Required work
Please return only the lines from the one holding "given build definition." through the one holding "Release name (e.g.", exactly as they appear in the records below, both ends included.

Entries provided
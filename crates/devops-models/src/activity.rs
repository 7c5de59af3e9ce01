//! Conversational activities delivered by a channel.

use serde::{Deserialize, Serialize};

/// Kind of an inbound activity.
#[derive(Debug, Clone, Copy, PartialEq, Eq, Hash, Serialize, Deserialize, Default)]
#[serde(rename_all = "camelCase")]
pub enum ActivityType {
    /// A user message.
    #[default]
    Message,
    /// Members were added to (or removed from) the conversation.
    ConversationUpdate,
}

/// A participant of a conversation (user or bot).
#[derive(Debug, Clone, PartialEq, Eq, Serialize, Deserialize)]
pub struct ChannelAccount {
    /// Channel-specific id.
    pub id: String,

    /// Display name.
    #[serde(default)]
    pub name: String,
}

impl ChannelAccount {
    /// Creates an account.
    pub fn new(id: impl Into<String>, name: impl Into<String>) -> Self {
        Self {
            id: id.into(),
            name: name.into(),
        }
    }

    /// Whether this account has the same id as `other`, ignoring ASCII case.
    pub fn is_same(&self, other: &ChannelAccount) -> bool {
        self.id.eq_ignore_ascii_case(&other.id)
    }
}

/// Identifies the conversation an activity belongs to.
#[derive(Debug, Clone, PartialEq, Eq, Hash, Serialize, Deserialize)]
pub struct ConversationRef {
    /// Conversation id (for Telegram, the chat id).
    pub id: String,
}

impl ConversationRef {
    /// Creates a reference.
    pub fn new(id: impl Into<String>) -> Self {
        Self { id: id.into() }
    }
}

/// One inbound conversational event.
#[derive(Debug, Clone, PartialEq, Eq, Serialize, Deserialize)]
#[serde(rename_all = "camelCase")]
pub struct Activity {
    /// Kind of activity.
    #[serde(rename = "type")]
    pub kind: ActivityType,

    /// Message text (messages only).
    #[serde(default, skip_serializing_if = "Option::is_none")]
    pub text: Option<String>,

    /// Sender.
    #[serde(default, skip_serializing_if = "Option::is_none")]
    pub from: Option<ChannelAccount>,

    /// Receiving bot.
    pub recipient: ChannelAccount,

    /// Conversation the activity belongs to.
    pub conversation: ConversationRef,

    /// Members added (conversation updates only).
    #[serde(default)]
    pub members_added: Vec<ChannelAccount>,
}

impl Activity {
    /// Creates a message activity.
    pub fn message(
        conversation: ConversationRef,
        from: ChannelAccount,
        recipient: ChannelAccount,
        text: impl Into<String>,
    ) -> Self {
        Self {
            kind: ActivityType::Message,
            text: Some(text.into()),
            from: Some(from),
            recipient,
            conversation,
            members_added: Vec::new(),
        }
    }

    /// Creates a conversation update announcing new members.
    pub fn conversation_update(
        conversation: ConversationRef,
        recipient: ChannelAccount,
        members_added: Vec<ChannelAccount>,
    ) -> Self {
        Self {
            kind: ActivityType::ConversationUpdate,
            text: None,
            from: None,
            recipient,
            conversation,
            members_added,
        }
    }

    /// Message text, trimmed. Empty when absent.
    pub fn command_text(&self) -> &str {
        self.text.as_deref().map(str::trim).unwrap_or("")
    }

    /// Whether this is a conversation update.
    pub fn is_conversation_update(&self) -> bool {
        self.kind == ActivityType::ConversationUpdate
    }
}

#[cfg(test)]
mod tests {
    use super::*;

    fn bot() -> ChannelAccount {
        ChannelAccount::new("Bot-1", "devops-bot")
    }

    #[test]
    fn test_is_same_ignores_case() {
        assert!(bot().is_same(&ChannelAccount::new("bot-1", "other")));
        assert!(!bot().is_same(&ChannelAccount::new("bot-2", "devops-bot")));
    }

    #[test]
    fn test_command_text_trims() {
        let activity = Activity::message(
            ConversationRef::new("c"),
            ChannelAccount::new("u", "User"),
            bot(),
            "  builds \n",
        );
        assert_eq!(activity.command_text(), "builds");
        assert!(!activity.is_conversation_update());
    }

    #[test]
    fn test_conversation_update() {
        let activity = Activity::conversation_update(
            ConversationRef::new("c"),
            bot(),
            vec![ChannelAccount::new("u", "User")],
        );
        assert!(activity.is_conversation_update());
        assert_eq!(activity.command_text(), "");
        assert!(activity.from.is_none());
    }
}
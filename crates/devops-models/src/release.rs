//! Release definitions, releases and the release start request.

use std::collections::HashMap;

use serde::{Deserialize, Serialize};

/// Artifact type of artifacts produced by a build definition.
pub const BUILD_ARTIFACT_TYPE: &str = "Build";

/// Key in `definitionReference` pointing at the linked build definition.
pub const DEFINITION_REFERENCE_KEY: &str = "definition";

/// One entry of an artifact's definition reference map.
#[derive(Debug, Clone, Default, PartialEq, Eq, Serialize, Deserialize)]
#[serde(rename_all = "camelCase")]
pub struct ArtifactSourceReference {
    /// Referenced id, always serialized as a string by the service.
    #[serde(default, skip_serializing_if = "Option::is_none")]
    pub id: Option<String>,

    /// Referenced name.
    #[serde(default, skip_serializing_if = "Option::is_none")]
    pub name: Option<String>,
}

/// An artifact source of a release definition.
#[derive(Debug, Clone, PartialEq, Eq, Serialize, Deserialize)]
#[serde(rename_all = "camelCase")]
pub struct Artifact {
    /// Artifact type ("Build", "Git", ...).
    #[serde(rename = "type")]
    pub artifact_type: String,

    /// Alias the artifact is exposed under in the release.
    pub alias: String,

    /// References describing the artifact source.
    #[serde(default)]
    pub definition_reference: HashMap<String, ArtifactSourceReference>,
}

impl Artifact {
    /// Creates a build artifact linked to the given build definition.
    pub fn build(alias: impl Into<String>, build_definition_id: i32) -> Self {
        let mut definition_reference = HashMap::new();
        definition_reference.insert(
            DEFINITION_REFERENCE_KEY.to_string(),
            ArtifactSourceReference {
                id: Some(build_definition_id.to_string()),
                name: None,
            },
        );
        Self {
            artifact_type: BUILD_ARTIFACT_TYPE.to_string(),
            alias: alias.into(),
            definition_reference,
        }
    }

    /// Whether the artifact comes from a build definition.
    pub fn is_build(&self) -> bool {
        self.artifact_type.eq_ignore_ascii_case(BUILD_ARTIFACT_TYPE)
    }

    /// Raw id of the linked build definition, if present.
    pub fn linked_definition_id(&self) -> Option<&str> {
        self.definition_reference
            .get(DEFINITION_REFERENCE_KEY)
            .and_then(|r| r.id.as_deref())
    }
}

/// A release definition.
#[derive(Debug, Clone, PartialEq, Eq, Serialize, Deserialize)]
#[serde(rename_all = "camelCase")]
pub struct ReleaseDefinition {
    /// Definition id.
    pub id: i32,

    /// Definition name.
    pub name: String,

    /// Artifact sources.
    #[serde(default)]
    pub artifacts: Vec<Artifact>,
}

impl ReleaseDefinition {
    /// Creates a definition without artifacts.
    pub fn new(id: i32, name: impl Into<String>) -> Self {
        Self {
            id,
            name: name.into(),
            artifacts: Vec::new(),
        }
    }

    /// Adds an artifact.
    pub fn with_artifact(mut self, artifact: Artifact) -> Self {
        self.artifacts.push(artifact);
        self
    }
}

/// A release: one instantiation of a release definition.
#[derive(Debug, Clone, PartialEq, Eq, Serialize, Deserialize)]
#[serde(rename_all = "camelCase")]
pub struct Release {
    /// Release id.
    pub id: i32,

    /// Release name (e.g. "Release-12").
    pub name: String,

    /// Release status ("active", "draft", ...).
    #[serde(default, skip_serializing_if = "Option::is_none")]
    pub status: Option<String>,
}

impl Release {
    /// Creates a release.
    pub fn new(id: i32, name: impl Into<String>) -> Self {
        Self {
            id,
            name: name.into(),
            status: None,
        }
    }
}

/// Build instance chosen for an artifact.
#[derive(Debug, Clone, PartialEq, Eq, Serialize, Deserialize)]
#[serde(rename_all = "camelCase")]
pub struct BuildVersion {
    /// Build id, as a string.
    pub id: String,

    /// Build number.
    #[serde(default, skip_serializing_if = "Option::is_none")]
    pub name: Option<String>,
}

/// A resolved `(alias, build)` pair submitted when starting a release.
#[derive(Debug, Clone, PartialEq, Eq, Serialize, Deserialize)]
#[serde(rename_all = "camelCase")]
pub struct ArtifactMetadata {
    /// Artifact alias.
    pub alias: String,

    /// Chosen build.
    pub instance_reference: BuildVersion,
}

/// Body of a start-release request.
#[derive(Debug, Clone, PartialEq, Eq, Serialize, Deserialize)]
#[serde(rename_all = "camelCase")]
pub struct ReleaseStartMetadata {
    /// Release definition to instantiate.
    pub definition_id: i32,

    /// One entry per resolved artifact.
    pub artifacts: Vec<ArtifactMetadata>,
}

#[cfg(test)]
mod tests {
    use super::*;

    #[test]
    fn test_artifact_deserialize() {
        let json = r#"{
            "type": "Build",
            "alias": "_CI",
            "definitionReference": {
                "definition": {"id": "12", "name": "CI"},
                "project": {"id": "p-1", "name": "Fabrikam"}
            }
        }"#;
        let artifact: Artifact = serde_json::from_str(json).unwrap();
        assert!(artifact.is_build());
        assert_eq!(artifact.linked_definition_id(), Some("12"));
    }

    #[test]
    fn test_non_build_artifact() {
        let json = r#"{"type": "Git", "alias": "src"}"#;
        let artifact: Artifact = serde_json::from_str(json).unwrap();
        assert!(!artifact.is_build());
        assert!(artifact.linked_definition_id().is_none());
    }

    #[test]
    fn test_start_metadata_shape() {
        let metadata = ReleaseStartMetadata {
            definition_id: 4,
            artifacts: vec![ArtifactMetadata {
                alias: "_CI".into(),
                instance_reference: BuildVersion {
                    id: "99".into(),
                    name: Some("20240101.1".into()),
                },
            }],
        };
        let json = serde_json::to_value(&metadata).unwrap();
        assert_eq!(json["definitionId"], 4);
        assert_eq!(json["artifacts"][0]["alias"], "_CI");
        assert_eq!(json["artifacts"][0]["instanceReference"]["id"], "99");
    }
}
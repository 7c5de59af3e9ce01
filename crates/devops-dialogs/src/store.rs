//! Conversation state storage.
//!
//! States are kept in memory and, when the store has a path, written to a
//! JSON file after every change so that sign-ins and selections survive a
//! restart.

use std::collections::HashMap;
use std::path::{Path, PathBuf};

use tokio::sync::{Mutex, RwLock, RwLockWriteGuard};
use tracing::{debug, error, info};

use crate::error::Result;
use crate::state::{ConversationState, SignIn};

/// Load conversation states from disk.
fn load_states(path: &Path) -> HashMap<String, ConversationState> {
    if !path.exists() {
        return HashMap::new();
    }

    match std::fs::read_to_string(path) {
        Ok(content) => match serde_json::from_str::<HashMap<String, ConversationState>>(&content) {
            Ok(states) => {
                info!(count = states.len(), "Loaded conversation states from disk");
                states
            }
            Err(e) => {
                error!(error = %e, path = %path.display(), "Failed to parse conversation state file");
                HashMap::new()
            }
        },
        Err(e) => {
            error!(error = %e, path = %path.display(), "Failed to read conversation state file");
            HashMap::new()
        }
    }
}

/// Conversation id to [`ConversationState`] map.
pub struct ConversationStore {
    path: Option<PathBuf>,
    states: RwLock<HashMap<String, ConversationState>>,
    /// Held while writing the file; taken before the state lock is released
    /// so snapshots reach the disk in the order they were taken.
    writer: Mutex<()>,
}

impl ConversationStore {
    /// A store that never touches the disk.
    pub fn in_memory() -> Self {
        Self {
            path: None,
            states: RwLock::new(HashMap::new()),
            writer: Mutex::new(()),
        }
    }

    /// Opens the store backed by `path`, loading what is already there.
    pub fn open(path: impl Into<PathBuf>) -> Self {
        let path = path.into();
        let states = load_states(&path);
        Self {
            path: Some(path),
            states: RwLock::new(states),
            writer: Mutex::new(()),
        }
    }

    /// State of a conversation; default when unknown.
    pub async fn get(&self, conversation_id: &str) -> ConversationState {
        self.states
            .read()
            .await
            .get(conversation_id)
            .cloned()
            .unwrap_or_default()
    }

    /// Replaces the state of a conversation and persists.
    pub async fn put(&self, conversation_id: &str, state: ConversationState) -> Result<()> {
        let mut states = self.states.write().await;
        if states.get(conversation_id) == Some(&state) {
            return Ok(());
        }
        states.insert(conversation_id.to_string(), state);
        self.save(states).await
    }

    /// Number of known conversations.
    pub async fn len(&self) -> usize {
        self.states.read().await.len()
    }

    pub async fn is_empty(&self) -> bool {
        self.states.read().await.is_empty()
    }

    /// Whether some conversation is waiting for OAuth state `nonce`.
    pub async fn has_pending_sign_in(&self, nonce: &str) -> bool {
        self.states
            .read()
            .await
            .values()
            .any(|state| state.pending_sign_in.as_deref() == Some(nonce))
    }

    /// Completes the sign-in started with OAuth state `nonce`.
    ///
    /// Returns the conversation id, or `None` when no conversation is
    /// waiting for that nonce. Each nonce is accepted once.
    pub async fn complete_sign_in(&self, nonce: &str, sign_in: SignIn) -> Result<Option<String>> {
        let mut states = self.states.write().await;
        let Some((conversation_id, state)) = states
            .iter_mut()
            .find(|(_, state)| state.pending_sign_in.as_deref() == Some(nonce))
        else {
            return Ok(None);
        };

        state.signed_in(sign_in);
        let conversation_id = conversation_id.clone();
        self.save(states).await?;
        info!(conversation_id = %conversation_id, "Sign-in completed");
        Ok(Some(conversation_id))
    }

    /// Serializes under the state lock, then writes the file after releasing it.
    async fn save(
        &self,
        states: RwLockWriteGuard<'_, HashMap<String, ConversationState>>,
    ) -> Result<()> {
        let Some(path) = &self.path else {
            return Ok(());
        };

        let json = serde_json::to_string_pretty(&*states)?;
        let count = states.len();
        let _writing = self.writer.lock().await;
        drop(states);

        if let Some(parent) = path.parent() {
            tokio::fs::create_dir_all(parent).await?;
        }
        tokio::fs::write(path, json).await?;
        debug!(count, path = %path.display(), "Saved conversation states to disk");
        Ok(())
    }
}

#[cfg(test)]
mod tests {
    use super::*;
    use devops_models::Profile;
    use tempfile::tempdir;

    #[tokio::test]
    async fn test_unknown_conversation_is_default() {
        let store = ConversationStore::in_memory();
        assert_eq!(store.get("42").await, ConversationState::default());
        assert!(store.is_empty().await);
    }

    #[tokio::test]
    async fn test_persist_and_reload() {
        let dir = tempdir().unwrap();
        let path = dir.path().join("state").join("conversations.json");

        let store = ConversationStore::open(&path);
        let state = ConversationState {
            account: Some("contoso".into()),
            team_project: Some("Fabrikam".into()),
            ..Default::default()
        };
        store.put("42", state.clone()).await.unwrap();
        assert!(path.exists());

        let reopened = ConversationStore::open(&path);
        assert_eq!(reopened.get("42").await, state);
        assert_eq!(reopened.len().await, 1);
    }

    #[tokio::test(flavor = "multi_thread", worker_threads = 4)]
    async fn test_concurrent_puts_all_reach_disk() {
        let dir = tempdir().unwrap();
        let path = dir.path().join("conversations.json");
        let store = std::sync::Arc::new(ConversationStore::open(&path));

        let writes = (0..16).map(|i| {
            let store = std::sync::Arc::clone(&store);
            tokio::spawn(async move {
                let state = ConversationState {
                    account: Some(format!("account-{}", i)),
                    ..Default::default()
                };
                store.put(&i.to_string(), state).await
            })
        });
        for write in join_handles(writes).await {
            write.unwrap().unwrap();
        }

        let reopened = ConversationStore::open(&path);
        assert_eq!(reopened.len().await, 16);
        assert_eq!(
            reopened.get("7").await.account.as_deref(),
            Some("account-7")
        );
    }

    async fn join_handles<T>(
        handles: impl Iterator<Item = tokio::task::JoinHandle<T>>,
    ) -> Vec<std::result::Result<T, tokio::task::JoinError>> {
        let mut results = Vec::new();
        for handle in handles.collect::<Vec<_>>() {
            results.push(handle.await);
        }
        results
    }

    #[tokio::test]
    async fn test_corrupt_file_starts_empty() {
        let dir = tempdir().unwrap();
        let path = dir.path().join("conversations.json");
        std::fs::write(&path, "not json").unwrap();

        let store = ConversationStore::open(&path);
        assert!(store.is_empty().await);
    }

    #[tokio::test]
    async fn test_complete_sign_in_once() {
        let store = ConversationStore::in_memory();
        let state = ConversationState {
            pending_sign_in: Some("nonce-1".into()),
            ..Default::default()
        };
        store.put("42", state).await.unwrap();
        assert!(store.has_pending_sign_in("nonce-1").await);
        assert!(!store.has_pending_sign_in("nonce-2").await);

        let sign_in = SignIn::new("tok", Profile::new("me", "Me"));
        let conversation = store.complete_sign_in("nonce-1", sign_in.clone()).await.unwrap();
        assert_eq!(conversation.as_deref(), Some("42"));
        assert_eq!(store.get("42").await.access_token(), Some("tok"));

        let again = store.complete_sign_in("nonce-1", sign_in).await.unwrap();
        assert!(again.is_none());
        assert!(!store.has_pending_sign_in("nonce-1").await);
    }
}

Solution below
    /// Creates a build artifact linked to the given build definition.
    pub fn build(alias: impl Into<String>, build_definition_id: i32) -> Self {
        let mut definition_reference = HashMap::new();
        definition_reference.insert(
            DEFINITION_REFERENCE_KEY.to_string(),
            ArtifactSourceReference {
                id: Some(build_definition_id.to_string()),
                name: None,
            },
        );
        Self {
            artifact_type: BUILD_ARTIFACT_TYPE.to_string(),
            alias: alias.into(),
            definition_reference,
        }
    }

    /// Whether the artifact comes from a build definition.
    pub fn is_build(&self) -> bool {
        self.artifact_type.eq_ignore_ascii_case(BUILD_ARTIFACT_TYPE)
    }

    /// Raw id of the linked build definition, if present.
    pub fn linked_definition_id(&self) -> Option<&str> {
        self.definition_reference
            .get(DEFINITION_REFERENCE_KEY)
            .and_then(|r| r.id.as_deref())
    }
}

/// A release definition.
#[derive(Debug, Clone, PartialEq, Eq, Serialize, Deserialize)]
#[serde(rename_all = "camelCase")]
pub struct ReleaseDefinition {
    /// Definition id.
    pub id: i32,

    /// Definition name.
    pub name: String,

    /// Artifact sources.
    #[serde(default)]
    pub artifacts: Vec<Artifact>,
}

impl ReleaseDefinition {
    /// Creates a definition without artifacts.
    pub fn new(id: i32, name: impl Into<String>) -> Self {
        Self {
            id,
            name: name.into(),
            artifacts: Vec::new(),
        }
    }

    /// Adds an artifact.
    pub fn with_artifact(mut self, artifact: Artifact) -> Self {
        self.artifacts.push(artifact);
        self
    }
}

/// A release: one instantiation of a release definition.
#[derive(Debug, Clone, PartialEq, Eq, Serialize, Deserialize)]
#[serde(rename_all = "camelCase")]
pub struct Release {
    /// Release id.
    pub id: i32,

    /// Release name (e.g. "Release-12").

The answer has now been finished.